Don’t forget about Yoga at The Hut and on ZOOM with Maria Monday at 6:00pm!

Charlene and Joanna smile their way through some strict ring rows while Debby heads out on another run, with a smile of course!

“Christine”
Three rounds for time of:
500m row
12 bodyweight deadlifts
21 box jumps (24/20″)
Post time and load to chalkboard/journals.
Compare to September 23rd 2016, August 20 2014, October 19 2013, July 27 2013, October 26 2012

Saturday 210911

Saturday classes as usual at 8:00 and 9:00am. Sign up in advance on MindBody and join us for a 9/11 tribute WOD!

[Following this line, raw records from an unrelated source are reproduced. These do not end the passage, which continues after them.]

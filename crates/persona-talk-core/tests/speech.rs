#![cfg(unix)]

use persona_talk_core::CommandSpeechRenderer;
use persona_talk_protocol::{EventPayload, SpeechRenderer, UtteranceId};
use persona_talk_test_utils::CollectingSink;
use std::sync::Arc;
use std::time::Duration;

fn shell(script: &str, sink: &Arc<CollectingSink>) -> CommandSpeechRenderer {
    CommandSpeechRenderer::new(
        "sh",
        vec!["-c".to_string(), script.to_string(), "speech".to_string()],
        Some(sink.clone()),
    )
}

async fn wait_for(sink: &CollectingSink, predicate: impl Fn(&EventPayload) -> bool) {
    let waited = tokio::time::timeout(Duration::from_secs(5), async {
        while !sink.payloads().iter().any(&predicate) {
            tokio::time::sleep(Duration::from_millis(10)).await;
        }
    })
    .await;
    assert!(waited.is_ok(), "event not observed: {:?}", sink.payloads());
}

fn started(id: UtteranceId) -> impl Fn(&EventPayload) -> bool {
    move |payload| matches!(payload, EventPayload::SpeechStarted { utterance_id } if *utterance_id == id)
}

fn cancelled(id: UtteranceId) -> impl Fn(&EventPayload) -> bool {
    move |payload| matches!(payload, EventPayload::SpeechCancelled { utterance_id } if *utterance_id == id)
}

#[tokio::test]
async fn short_utterance_finishes() {
    let sink = Arc::new(CollectingSink::new());
    let renderer = shell("exit 0", &sink);

    let handle = renderer.speak("こんにちは");
    let id = handle.id();
    wait_for(&sink, move |payload| {
        matches!(payload, EventPayload::SpeechFinished { utterance_id } if *utterance_id == id)
    })
    .await;
    assert!(!renderer.is_speaking());
}

#[tokio::test]
async fn cancel_all_kills_playback() {
    let sink = Arc::new(CollectingSink::new());
    let renderer = shell("sleep 5", &sink);

    let handle = renderer.speak("長い文章");
    wait_for(&sink, started(handle.id())).await;
    assert!(renderer.is_speaking());

    renderer.cancel_all();
    assert!(!renderer.is_speaking());
    wait_for(&sink, cancelled(handle.id())).await;
}

#[tokio::test]
async fn new_utterance_replaces_previous() {
    let sink = Arc::new(CollectingSink::new());
    let renderer = shell("sleep 5", &sink);

    let first = renderer.speak("一つ目");
    wait_for(&sink, started(first.id())).await;
    let second = renderer.speak("二つ目");

    wait_for(&sink, cancelled(first.id())).await;
    wait_for(&sink, started(second.id())).await;
    assert!(renderer.is_speaking());
    renderer.cancel_all();
    wait_for(&sink, cancelled(second.id())).await;
}

#[tokio::test]
async fn missing_program_is_silent() {
    let sink = Arc::new(CollectingSink::new());
    let renderer = CommandSpeechRenderer::new(
        "persona-talk-no-such-tts-program",
        Vec::new(),
        Some(sink.clone()),
    );

    let handle = renderer.speak("hello");
    let id = handle.id();
    wait_for(&sink, move |payload| {
        matches!(payload, EventPayload::SpeechFinished { utterance_id } if *utterance_id == id)
    })
    .await;
    assert!(
        !sink
            .payloads()
            .iter()
            .any(|payload| matches!(payload, EventPayload::SpeechStarted { .. }))
    );
    assert!(!renderer.is_speaking());
}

Friday 210910 4 Rounds For Max Reps

This Friday, September 10th, after the 4pm class, come to The Hut to meet and hear from 7x CrossFit Games athlete Brooke Wells! She’ll be coming to The Hut to chat and also for a time of Q&A at 5pm, immediately after the 4pm class finishes. Come meet her, hear about her CrossFit journey, and gather with your gym community! Bring a friend and some good questions. We’ll walk over to Howdy’s after 🙂

Kyle has been working hard on his mechanics and it is clearly paying off!

4 rounds for max reps:
1 minute max rep Alt. DB Hang Split Snatch (50/35#)
1 minute max rep Push-up Down-Dogs on DBs
1 minute max rep DB Bowtie Thrusters (50/35#)
-rest 1 minute-
post total reps completed each round and any scaling

Intended Stimulus
This triplet for max reps is going to require some thinking. Not because it’s a complicated rep scheme or a confusing template, but because all 3 components are movement variations that don’t show up all that frequently. Certainly the alternating DB hang split snatch will require much thought and coordination as you figure out how to best bring the DB down form overhead, where to switch hands, and what foot you like to send forward on the split. Don’t overlook the DB bowtie thruster though… Here, you’ll hold the DB by the heads instead of the handle (like a bowtie in the front rack) and squat to full depth, driving the DB to a locked out and stable position overhead. Use the same DB for the snatch AND the bowtie thrusters today regardless of which one is your weaker link. Show up humble and enjoy the learning!

Thursday 210909 Front Squat, TTB, Cal Row

This coming Friday, September 10th, after the 4pm class, come to The Hut to meet and hear from 7x CrossFit Games athlete Brooke Wells! She’ll be coming to The Hut to chat and also for a time of Q&A at 5pm, immediately after the 4pm class finishes. Come meet her, hear about her CrossFit journey, and gather with your gym community! Our friends at Lululemon Malibu will also be here doing a giveaway! Bring a friend and some good questions. We’ll walk over to Howdy’s after 🙂 Click here to watch Brooke go through Open WOD 21.2

Another great Yoga session at The Hut! (photo cred Cecily)

21-15-9 reps for time:
Front Squat (70/50kg from the ground)
Toes to Bar
Calorie Row
post finish time and any scaling

Intended Stimulus
We’re looking to push the pace today, breaking off big sets of both the front squats and toes to bar, while hitting the ALL the rows hard. Get a loading and TTB scaling that allows you to take no more then 2 breaks on the set of 21. Then dial up the pace on the round of 15 and 9!